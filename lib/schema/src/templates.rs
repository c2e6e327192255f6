//! Built-in field declarations for the three capabilities.
//!
//! These describe the raw request contract only. The column layout always
//! comes from the fitted artifact (or, for similarity, from fitting the
//! corpus), never from a request.

use crate::schema::{indicator_column, FieldKind, FieldSpec};
use incidentx_core::Capability;

pub const INCIDENT_TYPES: [&str; 7] = [
    "fire",
    "flood",
    "violence",
    "road_accident",
    "gas_leak",
    "power_outage",
    "infrastructure_failure",
];

pub const TIMES_OF_DAY: [&str; 4] = ["morning", "afternoon", "evening", "night"];

fn flag(name: &str) -> FieldSpec {
    FieldSpec::numeric(name, Some(0.0), Some(1.0))
}

fn count(name: &str) -> FieldSpec {
    FieldSpec::numeric(name, Some(0.0), None)
}

fn ratio(name: &str) -> FieldSpec {
    FieldSpec::numeric(name, Some(0.0), Some(1.0))
}

pub fn fraud_fields() -> Vec<FieldSpec> {
    vec![
        FieldSpec::categorical("incident_type", &INCIDENT_TYPES),
        FieldSpec::numeric("description_length", Some(0.0), Some(1000.0)),
        flag("has_media"),
        count("upvotes"),
        count("flags"),
        ratio("duplicate_score"),
        ratio("similarity_to_previous"),
        flag("posted_at_night"),
        count("account_age_days"),
        count("total_reports_by_user"),
        count("past_fraud_reports"),
        count("user_total_flags"),
        flag("verified_user"),
    ]
}

pub fn risk_fields() -> Vec<FieldSpec> {
    vec![
        FieldSpec::categorical("incident_type", &INCIDENT_TYPES),
        FieldSpec::numeric("description_length", Some(0.0), Some(1000.0)),
        flag("has_media"),
        count("upvotes"),
        count("flags"),
        ratio("duplicate_score"),
        count("injuries_reported"),
        FieldSpec::numeric("people_involved", Some(1.0), None),
        count("distance_to_responder"),
        flag("near_sensitive_location"),
        FieldSpec::categorical("time_of_day", &TIMES_OF_DAY),
    ]
}

pub fn similarity_fields() -> Vec<FieldSpec> {
    vec![
        FieldSpec::categorical("incident_type", &INCIDENT_TYPES),
        FieldSpec::categorical("time_of_day", &TIMES_OF_DAY),
        flag("has_media"),
        count("upvotes"),
        count("flags"),
        count("injuries_reported"),
        FieldSpec::numeric("people_involved", Some(1.0), None),
        count("distance_to_responder"),
        flag("near_sensitive_location"),
    ]
}

pub fn fields_for(capability: Capability) -> Vec<FieldSpec> {
    match capability {
        Capability::Fraud => fraud_fields(),
        Capability::Risk => risk_fields(),
        Capability::Similarity => similarity_fields(),
    }
}

/// Layout of a one-hot-then-passthrough column transformer: indicator
/// columns first (fields in declared order, categories sorted), then numeric
/// fields in declared order.
pub fn column_transformer_layout(fields: &[FieldSpec]) -> Vec<String> {
    let mut columns = Vec::new();
    for field in fields {
        if let FieldKind::Categorical { categories } = &field.kind {
            let mut sorted: Vec<&String> = categories.iter().collect();
            sorted.sort();
            columns.extend(sorted.into_iter().map(|c| indicator_column(&field.name, c)));
        }
    }
    columns.extend(
        fields
            .iter()
            .filter(|f| !f.is_categorical())
            .map(|f| f.name.clone()),
    );
    columns
}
──────
WHAT TO PRODUCE: Repeat, word for word, the lines from the start of the records to the line that contains "from a request.", both of them included, and no others.

ANSWER TO THE PROBLEM:
filename lib/schema/src/templates.rs
repository c2e6e327192255f6
//! Built-in field declarations for the three capabilities.
//!
//! These describe the raw request contract only. The column layout always
//! comes from the fitted artifact (or, for similarity, from fitting the
//! corpus), never from a request.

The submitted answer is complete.